Imagine waiting for a minute until Google spits out the first 10 results.

My prediction: All AI models of the future will give an immediate result, with more and more innovation in mechanisms and UX to drill down further on request.

Edit: After reading my reply I realize that this is also true for interactions with other people. I like interacting with people who give me a 1 sentence response to my question, and only start elaborating and going on tangents and down rabbit holes upon request.

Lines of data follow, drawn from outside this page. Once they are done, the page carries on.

//! Post sources for fetching recent posts per account.
//!
//! A source hands out a scoped [`FetchSession`]; [`fetch_posts`] opens one
//! session per run, fetches every author through it and always closes it,
//! whether the fetch succeeded or not.
//!
//! # Supported Sources
//!
//! | Source | Module | Method | Notes |
//! |--------|--------|--------|-------|
//! | X API v2 | [`x_api`] | REST + bearer token | Handles resolved to ids when the session opens |
//! | Nitter | [`nitter`] | RSS scraping | No credentials; instance must be reachable |
//!
//! # Failure Isolation
//!
//! - Opening the session is all-or-nothing: a [`SessionError`] aborts the run.
//! - Each author is fetched independently with bounded retries; a failure is
//!   logged, recorded in [`FetchOutcome::failures`] and the author is skipped.
//! - A per-author `Unauthorized` means the shared credentials are bad, so it
//!   is promoted to a [`SessionError`].

pub mod nitter;
pub mod x_api;

use std::future::Future;
use std::time::{Duration, Instant};

use chrono::{DateTime, Utc};
use futures::stream::{self, StreamExt};
use itertools::Itertools;
use tracing::{error, info, instrument};

use crate::config::{Config, SourceConfig};
use crate::error::{FetchError, SessionError};
use crate::models::Post;
use crate::retry::RetryPolicy;

/// Something that can authenticate and hand out a fetch session.
pub trait PostSource: Sync {
    type Session: FetchSession;

    fn name(&self) -> &'static str;

    /// Acquire a session for `authors`. Failure here is fatal for the run.
    fn open(
        &self,
        authors: &[String],
    ) -> impl Future<Output = Result<Self::Session, SessionError>> + Send;
}

/// An authenticated session, valid for a single run.
pub trait FetchSession: Send + Sync {
    /// Posts by `handle` created at or after `since`.
    fn fetch_recent_posts(
        &self,
        handle: &str,
        since: DateTime<Utc>,
    ) -> impl Future<Output = Result<Vec<Post>, FetchError>> + Send;

    /// Release the session. Called exactly once, on every exit path.
    fn close(self) -> impl Future<Output = ()> + Send;
}

/// An author whose posts could not be fetched this run.
#[derive(Debug, Clone, PartialEq, Eq, serde::Serialize)]
pub struct AuthorFailure {
    pub author: String,
    pub error: String,
}

/// Merged result of fetching every configured author.
#[derive(Debug, Default)]
pub struct FetchOutcome {
    /// Posts inside the window, unique per `(author, id)`, unordered.
    ///
    /// A repost carries the original's status id, so the same id may appear
    /// once under the reposter and once under the original author.
    pub posts: Vec<Post>,
    pub failures: Vec<AuthorFailure>,
}

#[derive(Debug, Clone, Copy)]
pub struct FetchOptions {
    pub concurrency: usize,
    pub retry: RetryPolicy,
}

impl FetchOptions {
    pub fn from_config(config: &Config) -> Self {
        Self {
            concurrency: config.fetch_concurrency.max(1),
            retry: RetryPolicy::new(config.fetch_retries, Duration::from_secs(1)),
        }
    }
}

/// Open a session, fetch all `authors` within `window` ending now, close
/// the session.
#[instrument(level = "info", skip_all, fields(source = source.name(), authors = authors.len()))]
pub async fn fetch_posts<S: PostSource>(
    source: &S,
    authors: &[String],
    window: chrono::Duration,
    options: FetchOptions,
) -> Result<FetchOutcome, SessionError> {
    let t0 = Instant::now();
    let now = Utc::now();
    let since = now - window;
    info!(%since, "Opening fetch session");

    let session = source.open(authors).await?;
    let result = fetch_with_session(&session, source.name(), authors, since, now, options).await;
    session.close().await;

    if let Ok(outcome) = &result {
        info!(
            posts = outcome.posts.len(),
            failed_authors = outcome.failures.len(),
            elapsed_ms = t0.elapsed().as_millis() as u64,
            "Fetched posts"
        );
    }
    result
}

async fn fetch_with_session<F: FetchSession>(
    session: &F,
    source_name: &'static str,
    authors: &[String],
    since: DateTime<Utc>,
    now: DateTime<Utc>,
    options: FetchOptions,
) -> Result<FetchOutcome, SessionError> {
    let retry = options.retry;

    let mut results: Vec<(usize, String, Result<Vec<Post>, FetchError>)> =
        stream::iter(authors.iter().cloned().enumerate())
            .map(|(index, author)| async move {
                let result = retry
                    .run(
                        &author,
                        || session.fetch_recent_posts(&author, since),
                        FetchError::is_transient,
                    )
                    .await;
                (index, author, result)
            })
            .buffer_unordered(options.concurrency)
            .collect()
            .await;
    results.sort_by_key(|(index, _, _)| *index);

    let mut outcome = FetchOutcome::default();
    let mut fetched = Vec::new();
    for (_, author, result) in results {
        match result {
            Ok(posts) => {
                info!(%author, count = posts.len(), "Fetched author posts");
                fetched.extend(posts);
            }
            Err(FetchError::Unauthorized) => {
                error!(%author, "Credentials rejected while fetching; aborting run");
                return Err(SessionError::Unauthorized(source_name.to_string()));
            }
            Err(e) => {
                error!(%author, error = %e, "Fetch failed for author; skipping");
                outcome.failures.push(AuthorFailure {
                    author,
                    error: e.to_string(),
                });
            }
        }
    }

    outcome.posts = fetched
        .into_iter()
        .filter(|p| p.created_at >= since && p.created_at <= now)
        .unique_by(|p| (p.author.clone(), p.id.clone()))
        .collect();
    Ok(outcome)
}

/// The configured post source.
pub enum Source {
    XApi(x_api::XApiSource),
    Nitter(nitter::NitterSource),
}

pub enum SourceSession {
    XApi(x_api::XApiSession),
    Nitter(nitter::NitterSession),
}

impl Source {
    pub fn from_config(config: &Config) -> Result<Self, SessionError> {
        let http = reqwest::Client::builder()
            .timeout(config.http_timeout)
            .user_agent(concat!("post_digest/", env!("CARGO_PKG_VERSION")))
            .build()?;

        Ok(match &config.source {
            SourceConfig::XApi {
                bearer_token,
                base_url,
            } => Source::XApi(x_api::XApiSource::new(
                http,
                base_url.clone(),
                bearer_token.clone(),
            )),
            SourceConfig::Nitter { instance } => {
                Source::Nitter(nitter::NitterSource::new(http, instance.clone()))
            }
        })
    }
}

impl PostSource for Source {
    type Session = SourceSession;

    fn name(&self) -> &'static str {
        match self {
            Source::XApi(s) => s.name(),
            Source::Nitter(s) => s.name(),
        }
    }

    async fn open(&self, authors: &[String]) -> Result<SourceSession, SessionError> {
        match self {
            Source::XApi(s) => s.open(authors).await.map(SourceSession::XApi),
            Source::Nitter(s) => s.open(authors).await.map(SourceSession::Nitter),
        }
    }
}

impl FetchSession for SourceSession {
    async fn fetch_recent_posts(
        &self,
        handle: &str,
        since: DateTime<Utc>,
    ) -> Result<Vec<Post>, FetchError> {
        match self {
            SourceSession::XApi(s) => s.fetch_recent_posts(handle, since).await,
            SourceSession::Nitter(s) => s.fetch_recent_posts(handle, since).await,
        }
    }

    async fn close(self) {
        match self {
            SourceSession::XApi(s) => s.close().await,
            SourceSession::Nitter(s) => s.close().await,
        }
    }
}

#[cfg(test)]
pub(crate) mod stub {
    //! In-memory source used by pipeline and bot tests.

    use super::*;
    use std::collections::HashMap;
    use std::sync::Arc;
    use std::sync::atomic::{AtomicBool, AtomicU32, Ordering};

    #[derive(Debug, Clone, Copy)]
    pub enum StubFailure {
        Transient,
        Unauthorized,
    }

    #[derive(Default)]
    pub struct StubSource {
        pub posts: HashMap<String, Vec<Post>>,
        pub failing: HashMap<String, StubFailure>,
        pub refuse_session: bool,
        /// Delay before every fetch answers.
        pub delay: Option<Duration>,
        pub closed: Arc<AtomicBool>,
        pub calls: Arc<AtomicU32>,
    }

    pub struct StubSession {
        posts: HashMap<String, Vec<Post>>,
        failing: HashMap<String, StubFailure>,
        delay: Option<Duration>,
        closed: Arc<AtomicBool>,
        calls: Arc<AtomicU32>,
    }

    impl PostSource for StubSource {
        type Session = StubSession;

        fn name(&self) -> &'static str {
            "stub"
        }

        async fn open(&self, _authors: &[String]) -> Result<StubSession, SessionError> {
            if self.refuse_session {
                return Err(SessionError::Unauthorized("stub".into()));
            }
            Ok(StubSession {
                posts: self.posts.clone(),
                failing: self.failing.clone(),
                delay: self.delay,
                closed: Arc::clone(&self.closed),
                calls: Arc::clone(&self.calls),
            })
        }
    }

    impl FetchSession for StubSession {
        async fn fetch_recent_posts(
            &self,
            handle: &str,
            since: DateTime<Utc>,
        ) -> Result<Vec<Post>, FetchError> {
            self.calls.fetch_add(1, Ordering::SeqCst);
            if let Some(delay) = self.delay {
                tokio::time::sleep(delay).await;
            }
            match self.failing.get(handle) {
                Some(StubFailure::Transient) => Err(FetchError::Http {
                    status: 503,
                    body: "unavailable".into(),
                }),
                Some(StubFailure::Unauthorized) => Err(FetchError::Unauthorized),
                None => Ok(self
                    .posts
                    .get(handle)
                    .map(|posts| {
                        posts
                            .iter()
                            .filter(|p| p.created_at >= since)
                            .cloned()
                            .collect()
                    })
                    .unwrap_or_default()),
            }
        }

        async fn close(self) {
            self.closed.store(true, Ordering::SeqCst);
        }
    }
}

philipwhiuk a day ago | parent | next [-]

> All AI models of the future will give an immediate result, with more and more innovation in mechanisms and UX to drill down further on request.

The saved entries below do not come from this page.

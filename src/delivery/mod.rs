//! Chat delivery of a finished digest.
//!
//! A digest goes out as a header plus the summary text, optionally followed
//! by a post digest. Texts longer than the transport's limit are split on
//! paragraph, then line, then character boundaries; nothing is dropped.
//!
//! # Transports
//!
//! | Transport | Module | Limit | Emphasis | Post digest |
//! |-----------|--------|-------|----------|-------------|
//! | Discord channel (bot REST API) | [`discord`] | 1900 | `**bold**` | embeds per author |
//! | Discord webhook | [`discord`] | 1900 | `**bold**` | embeds per author |
//! | Telegram chat | [`telegram`] | 4000 | none | link list |
//!
//! The first failed send stops delivery for the run.

pub mod discord;
pub mod telegram;

use std::future::Future;

use chrono::{DateTime, Utc};
use tracing::{info, instrument};

use crate::config::{Config, Secret};
use crate::error::DeliveryError;
use crate::models::{ChatTarget, GroupedPosts, SummaryResult};

/// A chat destination that accepts plain text messages.
pub trait ChatSink: Sync {
    fn name(&self) -> &'static str;

    /// Longest message, in characters, the transport accepts.
    fn max_message_chars(&self) -> usize;

    /// `text` marked up as emphasized. Sent verbatim unless the transport
    /// renders markup.
    fn emphasis(&self, text: &str) -> String {
        text.to_string()
    }

    fn send(&self, text: &str) -> impl Future<Output = Result<(), DeliveryError>> + Send;

    /// Send the per-author post digest and return the number of messages.
    ///
    /// Defaults to the [`link_digest`], split to the message limit.
    fn send_post_digest(
        &self,
        grouped: &GroupedPosts,
    ) -> impl Future<Output = Result<usize, DeliveryError>> + Send {
        async move {
            let messages = split_message(&link_digest(self, grouped), self.max_message_chars());
            for message in &messages {
                self.send(message).await?;
            }
            Ok(messages.len())
        }
    }
}

/// First line of a delivered digest.
pub fn summary_header<C: ChatSink + ?Sized>(sink: &C, at: DateTime<Utc>, hours: u32) -> String {
    sink.emphasis(&format!("{} — last {hours} hours summary", at.format("%m/%d")))
}

/// `@handle` followed by its post URLs, one paragraph per author.
pub fn link_digest<C: ChatSink + ?Sized>(sink: &C, grouped: &GroupedPosts) -> String {
    let mut out = sink.emphasis("Post links:");
    for group in grouped.groups.iter().filter(|g| !g.posts.is_empty()) {
        out.push_str("\n\n");
        out.push_str(&sink.emphasis(&format!("@{}", group.author)));
        for post in &group.posts {
            out.push('\n');
            out.push_str(&post.url);
        }
    }
    out
}

/// Split `text` into messages of at most `limit` characters.
///
/// Paragraphs (`\n\n`) are packed together while they fit; an oversized
/// paragraph is split by lines, and an oversized line by characters.
pub fn split_message(text: &str, limit: usize) -> Vec<String> {
    let mut out = Vec::new();
    pack(text.trim(), limit.max(1), &["\n\n", "\n"], &mut out);
    out
}

fn char_len(s: &str) -> usize {
    s.chars().count()
}

fn pack(text: &str, limit: usize, separators: &[&str], out: &mut Vec<String>) {
    if char_len(text) <= limit {
        if !text.trim().is_empty() {
            out.push(text.to_string());
        }
        return;
    }

    let Some((sep, finer)) = separators.split_first() else {
        let chars: Vec<char> = text.chars().collect();
        out.extend(chars.chunks(limit).map(|c| c.iter().collect::<String>()));
        return;
    };

    let mut current = String::new();
    for unit in text.split(sep).filter(|u| !u.trim().is_empty()) {
        let joined_len = if current.is_empty() {
            char_len(unit)
        } else {
            char_len(&current) + char_len(sep) + char_len(unit)
        };
        if joined_len <= limit {
            if !current.is_empty() {
                current.push_str(sep);
            }
            current.push_str(unit);
            continue;
        }

        if !current.is_empty() {
            out.push(std::mem::take(&mut current));
        }
        if char_len(unit) <= limit {
            current.push_str(unit);
        } else {
            pack(unit, limit, finer, out);
        }
    }
    if !current.is_empty() {
        out.push(current);
    }
}

/// Send `summary` (and optionally the post digest) through `sink`.
///
/// # Returns
///
/// The number of messages sent.
#[instrument(level = "info", skip_all, fields(transport = sink.name()))]
pub async fn deliver_summary<C: ChatSink>(
    sink: &C,
    summary: &SummaryResult,
    hours: u32,
    links: Option<&GroupedPosts>,
) -> Result<usize, DeliveryError> {
    let body = format!(
        "{}\n\n{}",
        summary_header(sink, summary.generated_at, hours),
        summary.text
    );

    let messages = split_message(&body, sink.max_message_chars());
    for (i, message) in messages.iter().enumerate() {
        sink.send(message).await?;
        info!(part = i + 1, of = messages.len(), chars = char_len(message), "Sent message");
    }

    let mut sent = messages.len();
    if let Some(grouped) = links.filter(|g| !g.is_empty()) {
        let digest = sink.send_post_digest(grouped).await?;
        info!(messages = digest, "Sent post digest");
        sent += digest;
    }
    Ok(sent)
}

/// The configured chat transport.
pub enum ChatTransport {
    DiscordChannel(discord::DiscordChannel),
    DiscordWebhook(discord::DiscordWebhook),
    Telegram(telegram::TelegramChat),
}

impl ChatTransport {
    /// Build the transport for the configured chat target, if any.
    pub fn from_config(config: &Config) -> Result<Option<Self>, DeliveryError> {
        let Some(target) = &config.delivery.chat else {
            return Ok(None);
        };

        let http = || {
            reqwest::Client::builder()
                .timeout(config.http_timeout)
                .build()
                .map_err(|source| DeliveryError::Request {
                    transport: "discord",
                    source,
                })
        };
        let secret = |s: &Option<Secret>| s.clone().unwrap_or_else(|| Secret::new(""));

        let transport = match target {
            ChatTarget::DiscordChannel { channel_id } => {
                ChatTransport::DiscordChannel(discord::DiscordChannel::new(
                    http()?,
                    channel_id.clone(),
                    secret(&config.discord_token),
                ))
            }
            ChatTarget::DiscordWebhook { url } => {
                ChatTransport::DiscordWebhook(discord::DiscordWebhook::new(http()?, url.clone()))
            }
            ChatTarget::TelegramChat { chat_id } => ChatTransport::Telegram(
                telegram::TelegramChat::new(
                    teloxide::Bot::new(secret(&config.telegram_bot_token).expose()),
                    *chat_id,
                ),
            ),
        };
        Ok(Some(transport))
    }
}

impl ChatSink for ChatTransport {
    fn name(&self) -> &'static str {
        match self {
            ChatTransport::DiscordChannel(s) => s.name(),
            ChatTransport::DiscordWebhook(s) => s.name(),
            ChatTransport::Telegram(s) => s.name(),
        }
    }

    fn max_message_chars(&self) -> usize {
        match self {
            ChatTransport::DiscordChannel(s) => s.max_message_chars(),
            ChatTransport::DiscordWebhook(s) => s.max_message_chars(),
            ChatTransport::Telegram(s) => s.max_message_chars(),
        }
    }

    fn emphasis(&self, text: &str) -> String {
        match self {
            ChatTransport::DiscordChannel(s) => s.emphasis(text),
            ChatTransport::DiscordWebhook(s) => s.emphasis(text),
            ChatTransport::Telegram(s) => s.emphasis(text),
        }
    }

    async fn send(&self, text: &str) -> Result<(), DeliveryError> {
        match self {
            ChatTransport::DiscordChannel(s) => s.send(text).await,
            ChatTransport::DiscordWebhook(s) => s.send(text).await,
            ChatTransport::Telegram(s) => s.send(text).await,
        }
    }

    async fn send_post_digest(&self, grouped: &GroupedPosts) -> Result<usize, DeliveryError> {
        match self {
            ChatTransport::DiscordChannel(s) => s.send_post_digest(grouped).await,
            ChatTransport::DiscordWebhook(s) => s.send_post_digest(grouped).await,
            ChatTransport::Telegram(s) => s.send_post_digest(grouped).await,
        }
    }
}

#[cfg(test)]
pub(crate) mod stub {
    //! Recording sink for pipeline and bot tests.

    use super::*;
    use std::sync::Mutex;

    pub struct RecordingSink {
        pub limit: usize,
        pub unreachable: bool,
        /// Render emphasis as `**bold**`, like Discord.
        pub markdown: bool,
        pub sent: Mutex<Vec<String>>,
    }

    impl RecordingSink {
        pub fn new(limit: usize) -> Self {
            Self {
                limit,
                unreachable: false,
                markdown: false,
                sent: Mutex::new(Vec::new()),
            }
        }

        pub fn markdown(limit: usize) -> Self {
            Self {
                markdown: true,
                ..Self::new(limit)
            }
        }

        pub fn unreachable() -> Self {
            Self {
                unreachable: true,
                ..Self::new(1900)
            }
        }

        pub fn sent(&self) -> Vec<String> {
            self.sent.lock().map(|s| s.clone()).unwrap_or_default()
        }
    }

    impl ChatSink for RecordingSink {
        fn name(&self) -> &'static str {
            "recording"
        }

        fn max_message_chars(&self) -> usize {
            self.limit
        }

        fn emphasis(&self, text: &str) -> String {
            if self.markdown {
                format!("**{text}**")
            } else {
                text.to_string()
            }
        }

        async fn send(&self, text: &str) -> Result<(), DeliveryError> {
            if self.unreachable {
                return Err(DeliveryError::Http {
                    transport: "recording",
                    status: 503,
                    body: "unreachable".into(),
                });
            }
            if let Ok(mut sent) = self.sent.lock() {
                sent.push(text.to_string());
            }
            Ok(())
        }
    }
}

I doubt it. In fact I would predict the speed/detail trade-off continues to diverge.

confirmmesenpai a day ago | parent | prev | next [-]

> Imagine waiting for a minute until Google spits out the first 10 results.

what if the instantaneous responses make you waste 10 min realizing they were not what you searched for?

rho4 a day ago | parent [-]

I understand your point, but I still prefer instantaneous responses.

Only when the immediate answers become completely useless will I want to look into slower alternatives.

But first "show me what you've got so far", and let me decide whether it's good enough or not.

confirmmesenpai a day ago | parent [-]

I am already at that point. when I need to search something more complex than exact keyword match, I don't even bother googling it anymore, I just ask chatgpt to research it for me and read it's response 5 min later.

rho4 a day ago | parent [-]

Yes, I feel the same recently with Google results. But I think I would still like to see the immediate 10 results, along with a big button "Try harder - not feeling very lucky".

unparagoned a day ago | parent | prev [-]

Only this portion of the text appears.